(Materials provided)
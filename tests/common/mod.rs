//! In-memory collaborators for driving the reconciler without a cluster

#![allow(dead_code)]

use std::collections::HashMap;
use std::sync::atomic::{AtomicUsize, Ordering};
use std::sync::{Arc, Mutex};

use async_trait::async_trait;
use tokio_util::sync::CancellationToken;

use auto_import_controller::import::{ClientFactory, ImportExecutor};
use auto_import_controller::model::{
    BootstrapCredential, ClusterIdentity, ClusterRecord, ImportManifest, AUTO_IMPORT_RETRY_KEY,
};
use auto_import_controller::reconcilers::AutoImportReconciler;
use auto_import_controller::recorder::{AuditEvent, Recorder};
use auto_import_controller::store::ResourceStore;
use auto_import_controller::{Error, Result};

// ============================================================================
// Resource store
// ============================================================================

/// Write operations a test can make fail
#[derive(Clone, Copy, Debug, PartialEq, Eq, Hash)]
pub enum Write {
    UpdateCredential,
    DeleteCredential,
    UpdateClusterStatus,
}

#[derive(Default)]
struct StoreState {
    clusters: HashMap<ClusterIdentity, ClusterRecord>,
    credentials: HashMap<ClusterIdentity, BootstrapCredential>,
    manifests: HashMap<ClusterIdentity, ImportManifest>,
    faults: HashMap<Write, fn() -> Error>,
    hooks: HashMap<Write, Hook>,
    writes: Vec<Write>,
    next_version: u64,
}

impl StoreState {
    fn bump(&mut self) -> String {
        self.next_version += 1;
        self.next_version.to_string()
    }

    fn fault(&mut self, write: Write) -> Result<()> {
        self.writes.push(write);
        if let Some(hook) = self.hooks.get(&write) {
            hook();
        }
        match self.faults.get(&write) {
            Some(make) => Err(make()),
            None => Ok(()),
        }
    }
}

/// Versioned in-memory store with optimistic concurrency on every write
#[derive(Clone, Default)]
pub struct MemoryStore {
    state: Arc<Mutex<StoreState>>,
}

impl MemoryStore {
    pub fn new() -> Self {
        Self::default()
    }

    pub fn insert_cluster(&self, mut cluster: ClusterRecord) {
        let mut state = self.state.lock().unwrap();
        cluster.resource_version = Some(state.bump());
        state.clusters.insert(cluster.identity.clone(), cluster);
    }

    pub fn insert_credential(&self, mut credential: BootstrapCredential) {
        let mut state = self.state.lock().unwrap();
        let version = state.bump();
        credential.uid = Some(format!("uid-{}", version));
        credential.resource_version = Some(version);
        state
            .credentials
            .insert(credential.identity.clone(), credential);
    }

    pub fn insert_manifest(&self, manifest: ImportManifest) {
        let mut state = self.state.lock().unwrap();
        state.manifests.insert(manifest.identity.clone(), manifest);
    }

    pub fn fail(&self, write: Write, make: fn() -> Error) {
        self.state.lock().unwrap().faults.insert(write, make);
    }

    /// Run `hook` as `write` starts. It runs under the store lock and must not call back into the store.
    pub fn before(&self, write: Write, hook: impl Fn() + Send + Sync + 'static) {
        self.state.lock().unwrap().hooks.insert(write, Arc::new(hook));
    }

    pub fn remove_cluster(&self, identity: &ClusterIdentity) {
        self.state.lock().unwrap().clusters.remove(identity);
    }

    pub fn remove_credential(&self, identity: &ClusterIdentity) {
        self.state.lock().unwrap().credentials.remove(identity);
    }

    pub fn cluster(&self, identity: &ClusterIdentity) -> Option<ClusterRecord> {
        self.state.lock().unwrap().clusters.get(identity).cloned()
    }

    pub fn credential(&self, identity: &ClusterIdentity) -> Option<BootstrapCredential> {
        self.state.lock().unwrap().credentials.get(identity).cloned()
    }

    /// Retry counter currently stored, as text
    pub fn retry_counter(&self, identity: &ClusterIdentity) -> Option<String> {
        self.credential(identity)
            .and_then(|c| c.get(AUTO_IMPORT_RETRY_KEY).map(|v| String::from_utf8_lossy(v).into_owned()))
    }

    /// Every write attempted so far, failed ones included
    pub fn writes(&self) -> Vec<Write> {
        self.state.lock().unwrap().writes.clone()
    }
}

fn conflict(what: &str) -> Error {
    Error::Conflict(format!("the object {} has been modified", what))
}

#[async_trait]
impl ResourceStore for MemoryStore {
    async fn get_cluster(&self, identity: &ClusterIdentity) -> Result<Option<ClusterRecord>> {
        Ok(self.cluster(identity))
    }

    async fn get_credential(
        &self,
        identity: &ClusterIdentity,
    ) -> Result<Option<BootstrapCredential>> {
        Ok(self.credential(identity))
    }

    async fn get_manifest(&self, identity: &ClusterIdentity) -> Result<Option<ImportManifest>> {
        Ok(self.state.lock().unwrap().manifests.get(identity).cloned())
    }

    async fn update_credential(&self, credential: &BootstrapCredential) -> Result<()> {
        let mut state = self.state.lock().unwrap();
        state.fault(Write::UpdateCredential)?;

        let Some(stored) = state.credentials.get(&credential.identity) else {
            return Err(Error::NotFound(credential.key()));
        };
        if stored.resource_version != credential.resource_version {
            return Err(conflict(&credential.key()));
        }
        let mut updated = credential.clone();
        updated.resource_version = Some(state.bump());
        state.credentials.insert(updated.identity.clone(), updated);
        Ok(())
    }

    async fn delete_credential(&self, credential: &BootstrapCredential) -> Result<()> {
        let mut state = self.state.lock().unwrap();
        state.fault(Write::DeleteCredential)?;

        let stored_uid = state
            .credentials
            .get(&credential.identity)
            .map(|stored| stored.uid.clone());
        match stored_uid {
            None => Ok(()),
            Some(uid) if uid != credential.uid => Err(conflict(&credential.key())),
            Some(_) => {
                state.credentials.remove(&credential.identity);
                Ok(())
            }
        }
    }

    async fn update_cluster_status(&self, cluster: &ClusterRecord) -> Result<()> {
        let mut state = self.state.lock().unwrap();
        state.fault(Write::UpdateClusterStatus)?;

        let Some(stored) = state.clusters.get(&cluster.identity) else {
            return Err(Error::NotFound(cluster.identity.to_string()));
        };
        if stored.resource_version != cluster.resource_version {
            return Err(conflict(cluster.identity.as_str()));
        }
        let mut updated = cluster.clone();
        updated.resource_version = Some(state.bump());
        state.clusters.insert(updated.identity.clone(), updated);
        Ok(())
    }
}

// ============================================================================
// Import collaborators
// ============================================================================

/// Client handed from the factory to the executor
#[derive(Debug)]
pub struct FakeClient {
    pub cluster: ClusterIdentity,
}

/// Factory that either connects or fails with a connectivity error
#[derive(Clone, Default)]
pub struct ScriptedFactory {
    failure: Option<String>,
    calls: Arc<AtomicUsize>,
}

impl ScriptedFactory {
    pub fn connecting() -> Self {
        Self::default()
    }

    pub fn failing(message: &str) -> Self {
        Self {
            failure: Some(message.to_string()),
            ..Self::default()
        }
    }

    pub fn calls(&self) -> usize {
        self.calls.load(Ordering::SeqCst)
    }
}

#[async_trait]
impl ClientFactory for ScriptedFactory {
    type Client = FakeClient;

    async fn from_credential(&self, credential: &BootstrapCredential) -> Result<FakeClient> {
        self.calls.fetch_add(1, Ordering::SeqCst);
        match &self.failure {
            Some(message) => Err(Error::connectivity(message.clone())),
            None => Ok(FakeClient {
                cluster: credential.identity.clone(),
            }),
        }
    }
}

/// Side effect injected into a collaborator call
pub type Hook = Arc<dyn Fn() + Send + Sync>;

#[derive(Clone)]
pub enum ApplyOutcome {
    Succeed,
    Fail(String),
    /// Cancel the pass while the apply is in flight and never finish
    CancelDuring(CancellationToken),
    /// Never finish
    Hang,
    /// Run the hook, then play back the inner outcome
    Then(Hook, Box<ApplyOutcome>),
}

impl ApplyOutcome {
    pub fn after(hook: impl Fn() + Send + Sync + 'static, outcome: ApplyOutcome) -> Self {
        ApplyOutcome::Then(Arc::new(hook), Box::new(outcome))
    }
}

/// Executor that plays back one outcome for every apply
#[derive(Clone)]
pub struct ScriptedExecutor {
    outcome: Arc<Mutex<ApplyOutcome>>,
    calls: Arc<AtomicUsize>,
}

impl ScriptedExecutor {
    pub fn new(outcome: ApplyOutcome) -> Self {
        Self {
            outcome: Arc::new(Mutex::new(outcome)),
            calls: Arc::new(AtomicUsize::new(0)),
        }
    }

    pub fn set(&self, outcome: ApplyOutcome) {
        *self.outcome.lock().unwrap() = outcome;
    }

    pub fn calls(&self) -> usize {
        self.calls.load(Ordering::SeqCst)
    }
}

#[async_trait]
impl ImportExecutor for ScriptedExecutor {
    type Client = FakeClient;

    async fn apply(&self, client: &FakeClient, manifest: &ImportManifest) -> Result<()> {
        assert_eq!(client.cluster, manifest.identity);
        self.calls.fetch_add(1, Ordering::SeqCst);

        let mut outcome = self.outcome.lock().unwrap().clone();
        loop {
            match outcome {
                ApplyOutcome::Then(hook, next) => {
                    hook();
                    outcome = *next;
                }
                ApplyOutcome::Succeed => return Ok(()),
                ApplyOutcome::Fail(message) => return Err(Error::import(message)),
                ApplyOutcome::CancelDuring(token) => {
                    token.cancel();
                    return std::future::pending().await;
                }
                ApplyOutcome::Hang => return std::future::pending().await,
            }
        }
    }
}

// ============================================================================
// Recorder
// ============================================================================

#[derive(Clone, Default)]
pub struct CapturingRecorder {
    events: Arc<Mutex<Vec<(ClusterIdentity, AuditEvent)>>>,
}

impl CapturingRecorder {
    pub fn events(&self) -> Vec<(ClusterIdentity, AuditEvent)> {
        self.events.lock().unwrap().clone()
    }

    pub fn reasons(&self) -> Vec<&'static str> {
        self.events().into_iter().map(|(_, e)| e.reason).collect()
    }
}

impl Recorder for CapturingRecorder {
    fn event(&self, identity: &ClusterIdentity, event: AuditEvent) {
        self.events.lock().unwrap().push((identity.clone(), event));
    }
}

// ============================================================================
// Harness
// ============================================================================

pub type TestReconciler =
    AutoImportReconciler<MemoryStore, ScriptedFactory, ScriptedExecutor, CapturingRecorder>;

/// Reconciler plus handles onto each of its collaborators
pub struct Harness {
    pub reconciler: TestReconciler,
    pub store: MemoryStore,
    pub factory: ScriptedFactory,
    pub executor: ScriptedExecutor,
    pub recorder: CapturingRecorder,
    pub identity: ClusterIdentity,
}

impl Harness {
    pub fn new(factory: ScriptedFactory, outcome: ApplyOutcome) -> Self {
        let store = MemoryStore::new();
        let executor = ScriptedExecutor::new(outcome);
        let recorder = CapturingRecorder::default();
        let reconciler = AutoImportReconciler::new(
            store.clone(),
            factory.clone(),
            executor.clone(),
            recorder.clone(),
        );
        Self {
            reconciler,
            store,
            factory,
            executor,
            recorder,
            identity: ClusterIdentity::new("cluster1"),
        }
    }

    /// Cluster, credential with `retry` as its counter, and the import manifest
    pub fn seeded(outcome: ApplyOutcome, retry: &str) -> Self {
        let harness = Self::new(ScriptedFactory::connecting(), outcome);
        harness.seed_cluster();
        harness.seed_credential(retry);
        harness.seed_manifest();
        harness
    }

    pub fn seed_cluster(&self) {
        self.store
            .insert_cluster(ClusterRecord::new(self.identity.clone()));
    }

    pub fn seed_credential(&self, retry: &str) {
        self.store.insert_credential(
            BootstrapCredential::new(self.identity.clone())
                .with_data(AUTO_IMPORT_RETRY_KEY, retry)
                .with_data("token", "t0ken")
                .with_data("server", "https://cluster1.example.com:6443"),
        );
    }

    pub fn seed_manifest(&self) {
        self.store.insert_manifest(
            ImportManifest::new(self.identity.clone())
                .with_data("crds.yaml", "")
                .with_data("import.yaml", "apiVersion: v1\nkind: Namespace\nmetadata:\n  name: agent\n"),
        );
    }

    pub async fn reconcile(&self) -> Result<auto_import_controller::reconcilers::ReconcileOutcome> {
        self.reconciler
            .reconcile(&self.identity, &CancellationToken::new())
            .await
    }
}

(What is required)
Gather all lines with the string "that" from the data.

(Answer for the task)
/// Factory that either connects or fails with a connectivity error
/// Executor that plays back one outcome for every apply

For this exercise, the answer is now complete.